> _TRY IT_: Filter these entries so that only lines with the word "iter" remain.

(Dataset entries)
***
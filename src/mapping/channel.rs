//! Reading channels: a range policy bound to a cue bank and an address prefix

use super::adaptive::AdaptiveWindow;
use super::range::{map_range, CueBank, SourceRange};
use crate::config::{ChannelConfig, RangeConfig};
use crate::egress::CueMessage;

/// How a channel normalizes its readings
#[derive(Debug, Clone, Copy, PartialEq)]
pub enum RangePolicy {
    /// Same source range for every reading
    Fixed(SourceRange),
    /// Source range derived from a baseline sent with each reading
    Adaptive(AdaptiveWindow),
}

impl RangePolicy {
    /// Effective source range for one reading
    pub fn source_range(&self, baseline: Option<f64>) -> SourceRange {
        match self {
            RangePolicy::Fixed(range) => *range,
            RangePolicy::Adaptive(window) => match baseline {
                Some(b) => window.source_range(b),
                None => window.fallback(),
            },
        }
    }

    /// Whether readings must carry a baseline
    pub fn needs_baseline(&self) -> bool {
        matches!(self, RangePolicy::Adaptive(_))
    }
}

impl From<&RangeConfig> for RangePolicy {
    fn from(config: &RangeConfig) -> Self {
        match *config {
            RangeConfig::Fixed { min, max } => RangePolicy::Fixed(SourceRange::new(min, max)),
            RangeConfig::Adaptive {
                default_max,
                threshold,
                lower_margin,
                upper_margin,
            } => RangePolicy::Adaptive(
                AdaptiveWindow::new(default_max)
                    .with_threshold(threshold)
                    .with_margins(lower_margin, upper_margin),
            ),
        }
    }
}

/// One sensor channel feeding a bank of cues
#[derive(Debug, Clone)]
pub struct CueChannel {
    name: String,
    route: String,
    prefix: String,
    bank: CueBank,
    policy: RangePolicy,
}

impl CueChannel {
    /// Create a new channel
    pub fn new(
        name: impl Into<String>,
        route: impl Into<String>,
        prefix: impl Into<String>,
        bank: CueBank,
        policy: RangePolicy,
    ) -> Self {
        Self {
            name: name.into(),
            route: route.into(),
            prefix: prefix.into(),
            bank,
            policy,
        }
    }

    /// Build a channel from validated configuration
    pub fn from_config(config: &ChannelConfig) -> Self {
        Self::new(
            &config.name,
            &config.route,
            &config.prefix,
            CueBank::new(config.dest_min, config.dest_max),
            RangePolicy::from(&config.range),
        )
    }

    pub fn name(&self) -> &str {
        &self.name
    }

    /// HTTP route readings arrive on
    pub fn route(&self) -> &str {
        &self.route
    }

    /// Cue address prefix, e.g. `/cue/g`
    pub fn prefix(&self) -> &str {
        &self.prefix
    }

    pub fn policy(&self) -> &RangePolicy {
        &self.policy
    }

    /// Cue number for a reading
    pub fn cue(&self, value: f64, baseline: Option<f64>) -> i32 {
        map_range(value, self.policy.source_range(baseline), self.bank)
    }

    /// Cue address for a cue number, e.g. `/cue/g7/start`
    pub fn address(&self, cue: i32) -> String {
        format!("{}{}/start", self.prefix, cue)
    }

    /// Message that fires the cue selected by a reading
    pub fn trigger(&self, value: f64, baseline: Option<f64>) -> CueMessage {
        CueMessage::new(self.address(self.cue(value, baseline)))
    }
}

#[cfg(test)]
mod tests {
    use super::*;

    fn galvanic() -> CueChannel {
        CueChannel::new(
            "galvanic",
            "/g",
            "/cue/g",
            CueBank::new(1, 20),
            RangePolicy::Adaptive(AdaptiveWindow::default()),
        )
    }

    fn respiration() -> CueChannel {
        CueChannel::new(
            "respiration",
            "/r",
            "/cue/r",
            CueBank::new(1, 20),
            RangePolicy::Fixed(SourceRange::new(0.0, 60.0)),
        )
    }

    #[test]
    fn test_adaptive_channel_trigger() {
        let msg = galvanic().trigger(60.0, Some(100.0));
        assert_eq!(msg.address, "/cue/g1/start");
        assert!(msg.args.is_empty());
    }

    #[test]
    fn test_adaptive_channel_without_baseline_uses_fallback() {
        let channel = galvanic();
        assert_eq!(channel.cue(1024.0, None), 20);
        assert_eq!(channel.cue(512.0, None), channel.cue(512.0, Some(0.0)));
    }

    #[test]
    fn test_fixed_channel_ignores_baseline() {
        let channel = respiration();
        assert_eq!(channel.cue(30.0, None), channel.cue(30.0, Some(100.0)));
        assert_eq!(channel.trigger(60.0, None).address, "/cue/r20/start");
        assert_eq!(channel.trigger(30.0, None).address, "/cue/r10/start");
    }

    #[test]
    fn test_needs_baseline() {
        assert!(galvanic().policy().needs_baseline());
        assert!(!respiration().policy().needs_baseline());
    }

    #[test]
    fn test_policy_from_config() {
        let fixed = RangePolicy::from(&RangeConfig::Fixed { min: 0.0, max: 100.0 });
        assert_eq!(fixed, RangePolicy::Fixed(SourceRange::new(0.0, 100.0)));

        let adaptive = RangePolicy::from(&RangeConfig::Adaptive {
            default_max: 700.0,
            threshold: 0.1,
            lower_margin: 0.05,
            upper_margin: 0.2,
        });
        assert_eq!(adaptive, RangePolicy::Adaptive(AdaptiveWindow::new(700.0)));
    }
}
***
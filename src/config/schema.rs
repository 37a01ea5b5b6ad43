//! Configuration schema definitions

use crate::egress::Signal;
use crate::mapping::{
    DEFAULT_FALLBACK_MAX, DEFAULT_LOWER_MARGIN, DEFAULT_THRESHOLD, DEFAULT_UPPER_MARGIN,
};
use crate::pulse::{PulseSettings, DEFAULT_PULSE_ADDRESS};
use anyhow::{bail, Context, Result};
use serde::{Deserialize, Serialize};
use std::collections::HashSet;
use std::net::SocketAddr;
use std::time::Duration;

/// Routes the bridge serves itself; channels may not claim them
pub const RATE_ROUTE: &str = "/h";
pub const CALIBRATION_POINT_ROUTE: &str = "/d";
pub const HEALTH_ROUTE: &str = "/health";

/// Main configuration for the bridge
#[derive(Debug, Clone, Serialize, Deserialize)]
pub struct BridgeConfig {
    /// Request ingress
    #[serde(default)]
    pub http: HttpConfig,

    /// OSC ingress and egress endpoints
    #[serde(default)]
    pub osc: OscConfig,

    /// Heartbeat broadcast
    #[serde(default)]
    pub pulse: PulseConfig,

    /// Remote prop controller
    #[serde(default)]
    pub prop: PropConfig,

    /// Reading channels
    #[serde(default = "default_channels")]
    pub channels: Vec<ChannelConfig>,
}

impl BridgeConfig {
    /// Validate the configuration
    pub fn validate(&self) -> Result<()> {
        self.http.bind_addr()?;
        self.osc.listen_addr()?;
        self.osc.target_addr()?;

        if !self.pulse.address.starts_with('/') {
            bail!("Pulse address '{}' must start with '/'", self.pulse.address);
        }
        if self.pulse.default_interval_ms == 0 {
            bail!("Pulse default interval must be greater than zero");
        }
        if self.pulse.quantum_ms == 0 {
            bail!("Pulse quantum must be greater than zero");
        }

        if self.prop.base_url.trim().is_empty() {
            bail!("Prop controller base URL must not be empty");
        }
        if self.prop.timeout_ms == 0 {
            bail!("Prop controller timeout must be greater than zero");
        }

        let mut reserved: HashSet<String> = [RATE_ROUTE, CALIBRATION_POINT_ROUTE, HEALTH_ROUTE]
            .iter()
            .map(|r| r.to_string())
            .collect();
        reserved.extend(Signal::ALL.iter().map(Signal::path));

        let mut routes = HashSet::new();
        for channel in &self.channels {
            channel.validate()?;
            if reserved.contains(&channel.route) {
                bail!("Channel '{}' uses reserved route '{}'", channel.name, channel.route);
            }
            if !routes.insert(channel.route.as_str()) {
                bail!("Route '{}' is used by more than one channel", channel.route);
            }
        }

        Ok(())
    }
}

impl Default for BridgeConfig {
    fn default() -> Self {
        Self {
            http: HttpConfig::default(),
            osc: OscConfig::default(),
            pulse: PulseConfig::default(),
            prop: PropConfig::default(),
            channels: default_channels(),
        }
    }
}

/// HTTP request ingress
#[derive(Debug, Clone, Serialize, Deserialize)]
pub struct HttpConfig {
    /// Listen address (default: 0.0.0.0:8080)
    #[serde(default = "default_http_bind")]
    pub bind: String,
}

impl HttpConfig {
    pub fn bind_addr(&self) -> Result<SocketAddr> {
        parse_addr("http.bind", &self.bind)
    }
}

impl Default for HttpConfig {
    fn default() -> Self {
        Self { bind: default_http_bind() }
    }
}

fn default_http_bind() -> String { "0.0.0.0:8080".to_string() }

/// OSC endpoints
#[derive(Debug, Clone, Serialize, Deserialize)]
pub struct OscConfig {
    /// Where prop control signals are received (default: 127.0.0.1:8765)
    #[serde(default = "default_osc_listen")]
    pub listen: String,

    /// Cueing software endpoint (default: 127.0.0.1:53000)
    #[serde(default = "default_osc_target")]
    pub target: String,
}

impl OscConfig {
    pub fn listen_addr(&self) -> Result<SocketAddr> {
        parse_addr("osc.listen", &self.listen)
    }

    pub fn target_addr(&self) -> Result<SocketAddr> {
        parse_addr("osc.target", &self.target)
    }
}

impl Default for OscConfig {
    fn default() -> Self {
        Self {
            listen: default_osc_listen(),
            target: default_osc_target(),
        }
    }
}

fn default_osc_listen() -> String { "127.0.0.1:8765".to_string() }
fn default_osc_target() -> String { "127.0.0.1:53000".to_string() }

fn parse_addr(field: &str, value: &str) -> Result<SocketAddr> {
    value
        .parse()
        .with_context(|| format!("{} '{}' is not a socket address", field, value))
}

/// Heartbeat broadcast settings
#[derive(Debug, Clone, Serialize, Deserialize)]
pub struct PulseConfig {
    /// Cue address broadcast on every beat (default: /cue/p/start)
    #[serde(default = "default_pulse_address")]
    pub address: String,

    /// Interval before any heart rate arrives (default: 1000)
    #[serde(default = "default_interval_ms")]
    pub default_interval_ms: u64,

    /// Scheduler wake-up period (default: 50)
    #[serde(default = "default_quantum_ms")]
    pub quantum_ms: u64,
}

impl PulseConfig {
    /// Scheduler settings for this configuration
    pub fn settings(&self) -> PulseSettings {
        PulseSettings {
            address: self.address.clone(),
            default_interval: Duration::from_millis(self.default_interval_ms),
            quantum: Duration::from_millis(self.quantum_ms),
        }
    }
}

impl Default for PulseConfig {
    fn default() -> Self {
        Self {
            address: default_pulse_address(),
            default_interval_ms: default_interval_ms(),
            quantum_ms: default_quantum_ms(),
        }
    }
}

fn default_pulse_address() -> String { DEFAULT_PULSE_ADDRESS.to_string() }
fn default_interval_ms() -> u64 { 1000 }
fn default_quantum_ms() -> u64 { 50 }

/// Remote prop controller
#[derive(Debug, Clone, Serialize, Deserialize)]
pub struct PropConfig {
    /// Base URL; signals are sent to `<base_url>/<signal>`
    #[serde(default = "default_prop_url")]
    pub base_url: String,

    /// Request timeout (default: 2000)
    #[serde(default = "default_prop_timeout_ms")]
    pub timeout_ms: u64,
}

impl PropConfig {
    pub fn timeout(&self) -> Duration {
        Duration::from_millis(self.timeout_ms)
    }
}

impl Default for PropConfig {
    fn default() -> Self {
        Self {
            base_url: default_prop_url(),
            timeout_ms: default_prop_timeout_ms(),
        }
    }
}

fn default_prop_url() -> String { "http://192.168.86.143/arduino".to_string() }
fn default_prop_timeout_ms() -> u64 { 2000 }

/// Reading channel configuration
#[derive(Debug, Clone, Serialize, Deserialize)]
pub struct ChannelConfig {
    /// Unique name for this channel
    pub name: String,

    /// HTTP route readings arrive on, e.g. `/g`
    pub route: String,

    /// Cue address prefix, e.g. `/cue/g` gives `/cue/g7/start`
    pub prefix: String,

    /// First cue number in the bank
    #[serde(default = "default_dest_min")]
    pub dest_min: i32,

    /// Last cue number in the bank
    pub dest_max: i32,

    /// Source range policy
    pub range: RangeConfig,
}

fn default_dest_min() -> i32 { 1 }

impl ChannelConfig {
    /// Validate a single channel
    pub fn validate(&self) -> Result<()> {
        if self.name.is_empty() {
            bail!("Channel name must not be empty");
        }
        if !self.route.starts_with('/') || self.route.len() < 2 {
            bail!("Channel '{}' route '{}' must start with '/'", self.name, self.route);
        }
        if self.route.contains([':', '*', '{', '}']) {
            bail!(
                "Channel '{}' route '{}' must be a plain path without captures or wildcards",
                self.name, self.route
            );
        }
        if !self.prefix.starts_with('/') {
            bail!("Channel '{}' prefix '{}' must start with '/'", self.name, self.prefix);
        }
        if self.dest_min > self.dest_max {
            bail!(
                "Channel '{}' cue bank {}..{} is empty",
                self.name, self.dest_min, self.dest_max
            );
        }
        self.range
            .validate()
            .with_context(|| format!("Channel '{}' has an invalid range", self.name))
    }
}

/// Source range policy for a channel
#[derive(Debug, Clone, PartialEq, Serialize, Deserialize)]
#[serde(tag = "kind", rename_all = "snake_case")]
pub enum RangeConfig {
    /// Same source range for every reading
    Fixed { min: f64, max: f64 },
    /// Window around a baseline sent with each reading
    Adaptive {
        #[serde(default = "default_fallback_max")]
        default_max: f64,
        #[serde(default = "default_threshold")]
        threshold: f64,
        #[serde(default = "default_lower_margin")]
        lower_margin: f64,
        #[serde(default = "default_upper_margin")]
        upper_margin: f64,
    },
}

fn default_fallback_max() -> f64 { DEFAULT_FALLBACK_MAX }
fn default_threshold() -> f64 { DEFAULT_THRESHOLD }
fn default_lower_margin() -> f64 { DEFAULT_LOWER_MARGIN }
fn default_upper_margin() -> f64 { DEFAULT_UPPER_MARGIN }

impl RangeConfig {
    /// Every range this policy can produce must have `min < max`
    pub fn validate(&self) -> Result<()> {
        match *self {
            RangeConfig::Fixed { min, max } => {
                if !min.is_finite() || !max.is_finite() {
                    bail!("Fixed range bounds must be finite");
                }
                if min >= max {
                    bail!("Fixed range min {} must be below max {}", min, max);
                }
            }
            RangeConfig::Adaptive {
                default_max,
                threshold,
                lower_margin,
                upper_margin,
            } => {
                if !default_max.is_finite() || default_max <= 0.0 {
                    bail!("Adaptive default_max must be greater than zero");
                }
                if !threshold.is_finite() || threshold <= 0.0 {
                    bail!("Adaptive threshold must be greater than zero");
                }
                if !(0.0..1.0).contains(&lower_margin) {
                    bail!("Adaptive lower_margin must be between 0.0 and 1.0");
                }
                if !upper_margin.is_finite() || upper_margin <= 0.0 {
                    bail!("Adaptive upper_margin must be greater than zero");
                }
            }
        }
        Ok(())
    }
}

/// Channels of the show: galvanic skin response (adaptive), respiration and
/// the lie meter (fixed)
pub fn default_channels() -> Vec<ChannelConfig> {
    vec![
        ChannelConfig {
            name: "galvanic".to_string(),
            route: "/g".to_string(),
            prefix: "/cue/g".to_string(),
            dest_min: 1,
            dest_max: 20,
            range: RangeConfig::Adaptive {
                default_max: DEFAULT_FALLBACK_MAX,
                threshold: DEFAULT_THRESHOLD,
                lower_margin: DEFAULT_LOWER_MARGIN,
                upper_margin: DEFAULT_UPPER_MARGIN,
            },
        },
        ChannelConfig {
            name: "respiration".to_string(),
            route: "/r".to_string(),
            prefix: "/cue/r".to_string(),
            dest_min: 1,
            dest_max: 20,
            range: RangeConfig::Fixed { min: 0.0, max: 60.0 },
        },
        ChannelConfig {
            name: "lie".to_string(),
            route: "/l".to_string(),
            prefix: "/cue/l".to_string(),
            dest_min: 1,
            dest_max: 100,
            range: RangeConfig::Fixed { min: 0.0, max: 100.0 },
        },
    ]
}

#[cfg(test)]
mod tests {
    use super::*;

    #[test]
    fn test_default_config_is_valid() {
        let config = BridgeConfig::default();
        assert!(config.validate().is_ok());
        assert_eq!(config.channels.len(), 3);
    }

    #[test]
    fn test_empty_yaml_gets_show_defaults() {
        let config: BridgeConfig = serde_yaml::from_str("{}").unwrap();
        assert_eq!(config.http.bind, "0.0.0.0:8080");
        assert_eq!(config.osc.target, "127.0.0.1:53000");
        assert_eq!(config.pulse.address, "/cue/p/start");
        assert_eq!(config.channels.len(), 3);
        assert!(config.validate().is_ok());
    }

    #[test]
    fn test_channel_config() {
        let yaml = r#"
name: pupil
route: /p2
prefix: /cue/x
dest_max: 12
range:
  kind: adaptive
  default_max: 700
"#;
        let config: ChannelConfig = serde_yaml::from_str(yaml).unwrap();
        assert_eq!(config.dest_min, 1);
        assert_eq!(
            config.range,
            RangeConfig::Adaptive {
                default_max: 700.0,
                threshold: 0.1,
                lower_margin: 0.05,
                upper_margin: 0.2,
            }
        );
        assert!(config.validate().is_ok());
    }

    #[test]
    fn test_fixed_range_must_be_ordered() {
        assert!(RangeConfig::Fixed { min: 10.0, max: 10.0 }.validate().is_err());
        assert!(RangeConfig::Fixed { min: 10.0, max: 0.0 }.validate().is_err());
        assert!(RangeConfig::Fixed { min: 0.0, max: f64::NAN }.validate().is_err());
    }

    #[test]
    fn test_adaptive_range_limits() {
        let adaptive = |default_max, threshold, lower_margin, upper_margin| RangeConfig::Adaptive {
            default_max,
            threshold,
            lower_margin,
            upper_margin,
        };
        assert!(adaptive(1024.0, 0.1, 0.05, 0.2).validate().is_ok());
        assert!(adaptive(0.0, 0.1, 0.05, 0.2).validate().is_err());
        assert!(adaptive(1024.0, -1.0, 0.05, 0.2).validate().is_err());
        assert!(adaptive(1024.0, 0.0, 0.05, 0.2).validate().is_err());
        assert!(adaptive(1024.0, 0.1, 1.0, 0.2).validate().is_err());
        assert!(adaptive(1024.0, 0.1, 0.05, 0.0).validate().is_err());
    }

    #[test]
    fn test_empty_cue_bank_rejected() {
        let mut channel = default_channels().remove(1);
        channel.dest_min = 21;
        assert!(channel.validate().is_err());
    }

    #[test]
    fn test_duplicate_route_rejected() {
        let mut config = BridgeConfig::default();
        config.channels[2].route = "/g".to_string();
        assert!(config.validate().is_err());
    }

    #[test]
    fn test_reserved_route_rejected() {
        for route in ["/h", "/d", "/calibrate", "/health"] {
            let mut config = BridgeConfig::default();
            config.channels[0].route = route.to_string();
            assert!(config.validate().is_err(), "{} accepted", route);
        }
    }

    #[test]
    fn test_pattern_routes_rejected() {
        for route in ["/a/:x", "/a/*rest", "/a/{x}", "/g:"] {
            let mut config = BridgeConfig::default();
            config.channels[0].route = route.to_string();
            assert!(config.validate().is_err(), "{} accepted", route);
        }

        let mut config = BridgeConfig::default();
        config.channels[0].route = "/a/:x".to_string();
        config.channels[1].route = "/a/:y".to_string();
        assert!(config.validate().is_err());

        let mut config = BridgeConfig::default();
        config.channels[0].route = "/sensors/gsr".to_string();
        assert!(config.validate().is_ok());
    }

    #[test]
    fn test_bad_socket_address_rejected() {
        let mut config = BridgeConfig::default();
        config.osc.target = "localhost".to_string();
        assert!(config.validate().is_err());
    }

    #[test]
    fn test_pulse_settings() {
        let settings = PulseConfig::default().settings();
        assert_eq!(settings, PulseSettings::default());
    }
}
***
> _EXPECTED OUTPUT_:
            .iter()
        reserved.extend(Signal::ALL.iter().map(Signal::path));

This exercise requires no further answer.